Species of gastropod

Anatoma equatoria is classified as a species of small sea snail, belonging to the family Anatomidae. It represents a marine gastropod mollusk, often categorized as a micromollusk due to its size.

==Description==
The length of the shell attains 2.68 mm, its diameter 3mm.

(Original description) The shell is notably large for the genus, thin, and trochiform, featuring a gradate spire. It displays frilled, projecting keels and a compressed belt below the fasciole, which leads to a tumid base. The shell is entirely white.
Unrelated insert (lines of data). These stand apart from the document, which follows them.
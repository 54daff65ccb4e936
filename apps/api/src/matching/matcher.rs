//! Fallback skill matcher — classifies each required skill as strong, partial,
//! or missing against the user's skills and derives a readiness percentage.
//!
//! Algorithm, per required skill:
//! 1. Exact normalized-name match → strong if the user's ordinal meets the
//!    requirement's (both non-zero), else partial.
//! 2. Otherwise partial if ≥ 50% of the requirement's tokens appear in any
//!    held skill's tokens.
//! 3. Otherwise missing.
//!
//! readiness = round(100 × (strong + 0.5 × partial) / total), 0 for no requirements.

use std::collections::HashSet;

use tracing::debug;

use crate::matching::models::{
    MatchStrength, Priority, PriorityClassification, RequiredSkill, SkillMatch, UserSkill,
};
use crate::matching::proficiency::ordinal_of;
use crate::matching::tokens::{normalize_skill_name, token_overlap, tokenize};

/// Minimum share of requirement tokens that must be held for a partial match.
pub const PARTIAL_OVERLAP_THRESHOLD: f64 = 0.5;

/// Result of matching a full requirement list.
#[derive(Debug, Clone)]
pub struct MatchOutcome {
    /// One entry per required skill, in input order.
    pub matches: Vec<SkillMatch>,
    pub readiness: u32,
}

impl MatchOutcome {
    pub fn names_with(&self, strength: MatchStrength) -> Vec<String> {
        self.matches
            .iter()
            .filter(|m| m.strength == strength)
            .map(|m| m.skill.clone())
            .collect()
    }

    pub fn count(&self, strength: MatchStrength) -> usize {
        self.matches.iter().filter(|m| m.strength == strength).count()
    }

    pub fn priorities(&self) -> PriorityClassification {
        let mut out = PriorityClassification::default();
        for m in &self.matches {
            let bucket = match m.strength.priority() {
                Priority::High => &mut out.high,
                Priority::Medium => &mut out.medium,
                Priority::Low => &mut out.low,
            };
            bucket.push(m.skill.clone());
        }
        out
    }
}

/// Pre-normalized view of a held skill so each one is processed once per request.
struct HeldSkill<'a> {
    name: &'a str,
    normalized: String,
    tokens: HashSet<String>,
    ordinal: u8,
}

fn prepare(user_skills: &[UserSkill]) -> Vec<HeldSkill<'_>> {
    user_skills
        .iter()
        .filter_map(|s| {
            let normalized = normalize_skill_name(&s.name);
            if normalized.is_empty() {
                return None;
            }
            Some(HeldSkill {
                name: s.name.trim(),
                tokens: tokenize(&normalized),
                normalized,
                ordinal: ordinal_of(s.level.as_ref()),
            })
        })
        .collect()
}

/// Classifies a single required skill against the prepared held skills.
fn classify_skill(required: &RequiredSkill, held: &[HeldSkill<'_>]) -> SkillMatch {
    let normalized = normalize_skill_name(&required.name);
    let required_ordinal = ordinal_of(required.level.as_ref());

    let result = |strength: MatchStrength, matched_with: Option<&str>| SkillMatch {
        skill: required.name.trim().to_string(),
        strength,
        matched_with: matched_with.map(str::to_string),
        category: required.category.clone(),
        is_required: required.required.unwrap_or(false),
    };

    // Duplicate held names: the highest level wins.
    let exact = held
        .iter()
        .filter(|h| h.normalized == normalized)
        .max_by_key(|h| h.ordinal);

    if let Some(h) = exact {
        let strength = if required_ordinal > 0 && h.ordinal > 0 && h.ordinal >= required_ordinal {
            MatchStrength::Strong
        } else {
            MatchStrength::Partial
        };
        return result(strength, Some(h.name));
    }

    let required_tokens = tokenize(&normalized);
    let mut best: Option<(&HeldSkill<'_>, f64)> = None;
    for h in held {
        let overlap = token_overlap(&required_tokens, &h.tokens);
        if overlap >= PARTIAL_OVERLAP_THRESHOLD && best.map_or(true, |(_, b)| overlap > b) {
            best = Some((h, overlap));
        }
    }

    match best {
        Some((h, _)) => result(MatchStrength::Partial, Some(h.name)),
        None => result(MatchStrength::Missing, None),
    }
}

/// Runs the matcher over every required skill.
pub fn match_skills(required: &[RequiredSkill], user_skills: &[UserSkill]) -> MatchOutcome {
    let held = prepare(user_skills);
    let matches: Vec<SkillMatch> = required
        .iter()
        .map(|r| classify_skill(r, &held))
        .collect();

    let strong = matches
        .iter()
        .filter(|m| m.strength == MatchStrength::Strong)
        .count();
    let partial = matches
        .iter()
        .filter(|m| m.strength == MatchStrength::Partial)
        .count();
    let readiness = readiness_percentage(strong, partial, matches.len());

    debug!(
        "Matched {} required skills: strong={}, partial={}, readiness={}",
        matches.len(),
        strong,
        partial,
        readiness
    );

    MatchOutcome { matches, readiness }
}

/// round(100 × (strong + 0.5 × partial) / total); 0 when there is nothing to match.
/// Integer arithmetic so halves round up exactly.
pub fn readiness_percentage(strong: usize, partial: usize, total: usize) -> u32 {
    if total == 0 {
        return 0;
    }
    let score = (200 * strong + 100 * partial + total) / (2 * total);
    score.min(100) as u32
}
It comprises five whorls. The sculpture consists of approximately eighty-five curved, oblique, and lamellate ribs that traverse the entire shell. Above, the spiral sculpture is barely traceable, but on the base, it becomes distinguishable as delicate, widely spaced threads that override the ribs and create a latticework in the interspaces. The fasciole is enfolded by broad margins, which are fimbriated by the ribs. The umbilicus is narrow, infundibuliform, and deep. The aperture is oblique and subquadrate. The outer lip is slightly and gently recurved, while the columellar margin is explanate and extends over the umbilicus.

==Distribution==
This species occurs in the Java Sea, Indonesia; also in the Indo-Malayan Archipelago to mid-western Pacific; also off Australia and northern New Zealand and on the Kermadec Ridge.